RNA-Seq has become the technology of choice for interrogating the transcriptome.
However, most methods for RNA-Seq differential expression (DE) analysis do not
utilize the prior knowledge of biological networks to detect DE genes. With the
increased availability and quality of biological network databases, methods that
can utilize this prior knowledge are needed and will offer biologists with a
viable, more powerful alternative when analyzing RNA-Seq data. In this approach,
we propose a three-state Markov Random Field (MRF) method that utilizes known
biological pathways and interaction to improve sensitivity and specificity and
therefore reducing false discovery rates (FDRs) when detecting differentially
expressed genes from RNA-seq data.

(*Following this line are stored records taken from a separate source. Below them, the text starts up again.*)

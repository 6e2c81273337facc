mod case;
mod cli;
mod config;
mod judge;
mod outcome;
mod paths;
mod report;
mod results;
mod run;
mod workspace;

use std::path::PathBuf;

use anyhow::Result;
use clap::{Parser, Subcommand};

use harness::io::repo_root::find_repo_root;
use harness::io::settings::EvalSettings;

use crate::paths::EvalPaths;

#[derive(Parser)]
#[command(name = "eval", version, about = "Evaluation harness for CI config generation skills")]
struct Cli {
    #[command(subcommand)]
    command: Command,
}

#[derive(Subcommand)]
enum Command {
    /// List case ids.
    List,
    /// Run cases against the agent.
    Run {
        #[arg(required = true)]
        cases: Vec<String>,
        #[arg(long, default_value_t = 1)]
        runs: u32,
        /// Record the usage of each run as the new baseline.
        #[arg(long)]
        update_baselines: bool,
    },
    /// Evaluate a case's config checks against an existing directory.
    Check {
        case_id: String,
        workdir: PathBuf,
        /// Also run the external validator.
        #[arg(long)]
        validate: bool,
    },
    /// Print tools, skills and usage from a saved trace.
    Inspect {
        trace: PathBuf,
        #[arg(long, default_value = "")]
        prompt: String,
    },
    Report {
        case_id: String,
    },
    Clean {
        case_id: String,
    },
}

fn main() -> Result<()> {
    harness::logging::init()?;
    let cli = Cli::parse();

    let repo = || -> Result<(EvalSettings, EvalPaths)> {
        let settings = EvalSettings::from_env()?;
        let paths = EvalPaths::new(find_repo_root(&settings)?);
        Ok((settings, paths))
    };

    match cli.command {
        Command::List => {
            let (_, paths) = repo()?;
            cli::list_cases(&paths)
        }
        Command::Run {
            cases,
            runs,
            update_baselines,
        } => {
            let (mut settings, paths) = repo()?;
            settings.record_baselines |= update_baselines;
            cli::run_cases_by_id(&paths, &settings, &cases, runs)
        }
        Command::Check {
            case_id,
            workdir,
            validate,
        } => {
            let (settings, paths) = repo()?;
            cli::check_case(&paths, &settings, &case_id, &workdir, validate)
        }
        Command::Inspect { trace, prompt } => cli::inspect_trace(&trace, &prompt),
        Command::Report { case_id } => {
            let (_, paths) = repo()?;
            cli::report_case(&paths, &case_id)
        }
        Command::Clean { case_id } => {
            let (_, paths) = repo()?;
            cli::clean_case(&paths, &case_id)
        }
    }
}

The method requires normalized count data
(e.g. in Fragments or Reads Per Kilobase of transcript per Million mapped reads
(FPKM/RPKM) format) as its input and it is implemented in an R package pathDESeq
available from Github. Simulation studies demonstrate that our method
outperforms the two-state MRF model for various sample sizes. Furthermore, for a
comparable FDR, it has better sensitivity than DESeq, EBSeq, edgeR and NOISeq.
The proposed method also picks more top Gene Ontology terms and KEGG pathways
terms when applied to the real datasets from colorectal cancer and
hepatocellular carcinoma studies, respectively. Overall, these findings clearly
highlight the power of our method relative to the existing methods that do not
utilize prior knowledge of the biological network.